# BRIEF
Could you repeat the entries below word for word, leaving nothing out?

# RECORDS PROVIDED
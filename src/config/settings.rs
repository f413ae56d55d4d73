//! Application settings and configuration management

use crate::error::{AppError, Result};
use config::{Config, Environment, File};
use serde::{Deserialize, Serialize};
use std::path::Path;

/// Root configuration structure
#[derive(Debug, Clone, Deserialize, Serialize)]
pub struct Settings {
    #[serde(default)]
    pub server: ServerConfig,
    #[serde(default)]
    pub gemini: GeminiConfig,
    #[serde(default)]
    pub orchestrator: OrchestratorConfig,
    #[serde(default)]
    pub logging: LoggingConfig,
}

/// Server configuration
#[derive(Debug, Clone, Deserialize, Serialize)]
pub struct ServerConfig {
    #[serde(default = "default_host")]
    pub host: String,
    #[serde(default = "default_port")]
    pub port: u16,
}

fn default_host() -> String {
    "0.0.0.0".to_string()
}

fn default_port() -> u16 {
    8080
}

/// Gemini API client configuration
///
/// The API key is read from configuration or, failing that, from the
/// `GEMINI_API_KEY` environment variable at load time. A missing key is
/// not a startup error: every generation attempt fails with a
/// configuration error until the process is restarted with a valid key.
#[derive(Debug, Clone, Deserialize, Serialize)]
pub struct GeminiConfig {
    #[serde(default)]
    pub api_key: Option<String>,
    #[serde(default = "default_base_url")]
    pub base_url: String,
    #[serde(default = "default_model")]
    pub model: String,
    #[serde(default = "default_request_timeout")]
    pub timeout_ms: u64,
}

fn default_base_url() -> String {
    "https://generativelanguage.googleapis.com/v1beta".to_string()
}

fn default_model() -> String {
    "gemini-2.5-flash-image".to_string()
}

fn default_request_timeout() -> u64 {
    120000
}

/// Fan-out orchestrator configuration
#[derive(Debug, Clone, Deserialize, Serialize)]
pub struct OrchestratorConfig {
    /// Maximum number of concurrent per-style calls. 0 means unbounded:
    /// one outbound request per selected style, all in flight at once.
    #[serde(default)]
    pub max_concurrent: usize,
    /// Timeout applied to each per-style call, in milliseconds
    #[serde(default = "default_style_timeout")]
    pub per_style_timeout_ms: u64,
}

fn default_style_timeout() -> u64 {
    120000
}

/// Logging configuration
#[derive(Debug, Clone, Deserialize, Serialize)]
pub struct LoggingConfig {
    #[serde(default = "default_log_level")]
    pub level: String,
    #[serde(default = "default_log_format")]
    pub format: String,
}

fn default_log_level() -> String {
    "info".to_string()
}

fn default_log_format() -> String {
    "json".to_string()
}

impl Settings {
    /// Load settings from configuration files and environment variables
    pub fn load() -> Result<Self> {
        Self::load_from_path("config/default.toml")
    }

    /// Load settings from a specific configuration file path
    pub fn load_from_path<P: AsRef<Path>>(path: P) -> Result<Self> {
        let config = Config::builder()
            // Start with default values
            .set_default("server.host", "0.0.0.0")?
            .set_default("server.port", 8080)?
            .set_default("orchestrator.max_concurrent", 0)?
            .set_default("orchestrator.per_style_timeout_ms", 120000)?
            // Load from configuration file
            .add_source(File::with_name(path.as_ref().to_str().unwrap_or("config/default")).required(false))
            // Override with environment variables (prefixed with POSTER_)
            .add_source(
                Environment::with_prefix("POSTER")
                    .separator("__")
                    .try_parsing(true),
            )
            .build()?;

        let mut settings: Settings = config.try_deserialize()?;

        // The credential also comes in via the conventional variable name
        if settings.gemini.api_key.is_none() {
            settings.gemini.api_key = std::env::var("GEMINI_API_KEY").ok();
        }

        Ok(settings)
    }

    /// Validate the configuration
    pub fn validate(&self) -> Result<()> {
        if self.server.port == 0 {
            return Err(AppError::Config(config::ConfigError::Message(
                "Server port cannot be 0".to_string(),
            )));
        }

        if self.gemini.base_url.is_empty() {
            return Err(AppError::Config(config::ConfigError::Message(
                "Gemini base URL cannot be empty".to_string(),
            )));
        }

        if self.gemini.model.is_empty() {
            return Err(AppError::Config(config::ConfigError::Message(
                "Gemini model cannot be empty".to_string(),
            )));
        }

        if self.orchestrator.per_style_timeout_ms == 0 {
            return Err(AppError::Config(config::ConfigError::Message(
                "Per-style timeout cannot be 0".to_string(),
            )));
        }

        Ok(())
    }
}

impl Default for Settings {
    fn default() -> Self {
        Self {
            server: ServerConfig::default(),
            gemini: GeminiConfig::default(),
            orchestrator: OrchestratorConfig::default(),
            logging: LoggingConfig::default(),
        }
    }
}

impl Default for ServerConfig {
    fn default() -> Self {
        Self {
            host: default_host(),
            port: default_port(),
        }
    }
}

impl Default for GeminiConfig {
    fn default() -> Self {
        Self {
            api_key: None,
            base_url: default_base_url(),
            model: default_model(),
            timeout_ms: default_request_timeout(),
        }
    }
}

impl Default for OrchestratorConfig {
    fn default() -> Self {
        Self {
            max_concurrent: 0,
            per_style_timeout_ms: default_style_timeout(),
        }
    }
}

impl Default for LoggingConfig {
    fn default() -> Self {
        Self {
            level: default_log_level(),
            format: default_log_format(),
        }
    }
}

#[cfg(test)]
mod tests {
    use super::*;

    #[test]
    fn test_default_settings() {
        let settings = Settings::default();
        assert_eq!(settings.server.host, "0.0.0.0");
        assert_eq!(settings.server.port, 8080);
        assert_eq!(settings.orchestrator.max_concurrent, 0);
        assert_eq!(settings.gemini.model, "gemini-2.5-flash-image");
    }

    #[test]
    fn test_validate_rejects_zero_timeout() {
        let mut settings = Settings::default();
        settings.orchestrator.per_style_timeout_ms = 0;
        assert!(settings.validate().is_err());
    }

    #[test]
    fn test_validate_rejects_empty_model() {
        let mut settings = Settings::default();
        settings.gemini.model = String::new();
        assert!(settings.validate().is_err());
    }

    #[test]
    fn test_default_settings_pass_validation() {
        assert!(Settings::default().validate().is_ok());
    }
}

# WRITTEN ANSWER
filename src/config/settings.rs
repository f413ae56d55d4d73
//! Application settings and configuration management

use crate::error::{AppError, Result};
use config::{Config, Environment, File};
use serde::{Deserialize, Serialize};
use std::path::Path;

/// Root configuration structure
#[derive(Debug, Clone, Deserialize, Serialize)]
pub struct Settings {
    #[serde(default)]
    pub server: ServerConfig,
    #[serde(default)]
    pub gemini: GeminiConfig,
    #[serde(default)]
    pub orchestrator: OrchestratorConfig,
    #[serde(default)]
    pub logging: LoggingConfig,
}

/// Server configuration
#[derive(Debug, Clone, Deserialize, Serialize)]
pub struct ServerConfig {
    #[serde(default = "default_host")]
    pub host: String,
    #[serde(default = "default_port")]
    pub port: u16,
}

fn default_host() -> String {
    "0.0.0.0".to_string()
}

fn default_port() -> u16 {
    8080
}

/// Gemini API client configuration
///
/// The API key is read from configuration or, failing that, from the
/// `GEMINI_API_KEY` environment variable at load time. A missing key is
/// not a startup error: every generation attempt fails with a
/// configuration error until the process is restarted with a valid key.
#[derive(Debug, Clone, Deserialize, Serialize)]
pub struct GeminiConfig {
    #[serde(default)]
    pub api_key: Option<String>,
    #[serde(default = "default_base_url")]
    pub base_url: String,
    #[serde(default = "default_model")]
    pub model: String,
    #[serde(default = "default_request_timeout")]
    pub timeout_ms: u64,
}

fn default_base_url() -> String {
    "https://generativelanguage.googleapis.com/v1beta".to_string()
}

fn default_model() -> String {
    "gemini-2.5-flash-image".to_string()
}

fn default_request_timeout() -> u64 {
    120000
}

/// Fan-out orchestrator configuration
#[derive(Debug, Clone, Deserialize, Serialize)]
pub struct OrchestratorConfig {
    /// Maximum number of concurrent per-style calls. 0 means unbounded:
    /// one outbound request per selected style, all in flight at once.
    #[serde(default)]
    pub max_concurrent: usize,
    /// Timeout applied to each per-style call, in milliseconds
    #[serde(default = "default_style_timeout")]
    pub per_style_timeout_ms: u64,
}

fn default_style_timeout() -> u64 {
    120000
}

/// Logging configuration
#[derive(Debug, Clone, Deserialize, Serialize)]
pub struct LoggingConfig {
    #[serde(default = "default_log_level")]
    pub level: String,
    #[serde(default = "default_log_format")]
    pub format: String,
}

fn default_log_level() -> String {
    "info".to_string()
}

fn default_log_format() -> String {
    "json".to_string()
}

impl Settings {
    /// Load settings from configuration files and environment variables
    pub fn load() -> Result<Self> {
        Self::load_from_path("config/default.toml")
    }

    /// Load settings from a specific configuration file path
    pub fn load_from_path<P: AsRef<Path>>(path: P) -> Result<Self> {
        let config = Config::builder()
            // Start with default values
            .set_default("server.host", "0.0.0.0")?
            .set_default("server.port", 8080)?
            .set_default("orchestrator.max_concurrent", 0)?
            .set_default("orchestrator.per_style_timeout_ms", 120000)?
            // Load from configuration file
            .add_source(File::with_name(path.as_ref().to_str().unwrap_or("config/default")).required(false))
            // Override with environment variables (prefixed with POSTER_)
            .add_source(
                Environment::with_prefix("POSTER")
                    .separator("__")
                    .try_parsing(true),
            )
            .build()?;

        let mut settings: Settings = config.try_deserialize()?;

        // The credential also comes in via the conventional variable name
        if settings.gemini.api_key.is_none() {
            settings.gemini.api_key = std::env::var("GEMINI_API_KEY").ok();
        }

        Ok(settings)
    }

    /// Validate the configuration
    pub fn validate(&self) -> Result<()> {
        if self.server.port == 0 {
            return Err(AppError::Config(config::ConfigError::Message(
                "Server port cannot be 0".to_string(),
            )));
        }

        if self.gemini.base_url.is_empty() {
            return Err(AppError::Config(config::ConfigError::Message(
                "Gemini base URL cannot be empty".to_string(),
            )));
        }

        if self.gemini.model.is_empty() {
            return Err(AppError::Config(config::ConfigError::Message(
                "Gemini model cannot be empty".to_string(),
            )));
        }

        if self.orchestrator.per_style_timeout_ms == 0 {
            return Err(AppError::Config(config::ConfigError::Message(
                "Per-style timeout cannot be 0".to_string(),
            )));
        }

        Ok(())
    }
}

impl Default for Settings {
    fn default() -> Self {
        Self {
            server: ServerConfig::default(),
            gemini: GeminiConfig::default(),
            orchestrator: OrchestratorConfig::default(),
            logging: LoggingConfig::default(),
        }
    }
}

impl Default for ServerConfig {
    fn default() -> Self {
        Self {
            host: default_host(),
            port: default_port(),
        }
    }
}

impl Default for GeminiConfig {
    fn default() -> Self {
        Self {
            api_key: None,
            base_url: default_base_url(),
            model: default_model(),
            timeout_ms: default_request_timeout(),
        }
    }
}

impl Default for OrchestratorConfig {
    fn default() -> Self {
        Self {
            max_concurrent: 0,
            per_style_timeout_ms: default_style_timeout(),
        }
    }
}

impl Default for LoggingConfig {
    fn default() -> Self {
        Self {
            level: default_log_level(),
            format: default_log_format(),
        }
    }
}

#[cfg(test)]
mod tests {
    use super::*;

    #[test]
    fn test_default_settings() {
        let settings = Settings::default();
        assert_eq!(settings.server.host, "0.0.0.0");
        assert_eq!(settings.server.port, 8080);
        assert_eq!(settings.orchestrator.max_concurrent, 0);
        assert_eq!(settings.gemini.model, "gemini-2.5-flash-image");
    }

    #[test]
    fn test_validate_rejects_zero_timeout() {
        let mut settings = Settings::default();
        settings.orchestrator.per_style_timeout_ms = 0;
        assert!(settings.validate().is_err());
    }

    #[test]
    fn test_validate_rejects_empty_model() {
        let mut settings = Settings::default();
        settings.gemini.model = String::new();
        assert!(settings.validate().is_err());
    }

    #[test]
    fn test_default_settings_pass_validation() {
        assert!(Settings::default().validate().is_ok());
    }
}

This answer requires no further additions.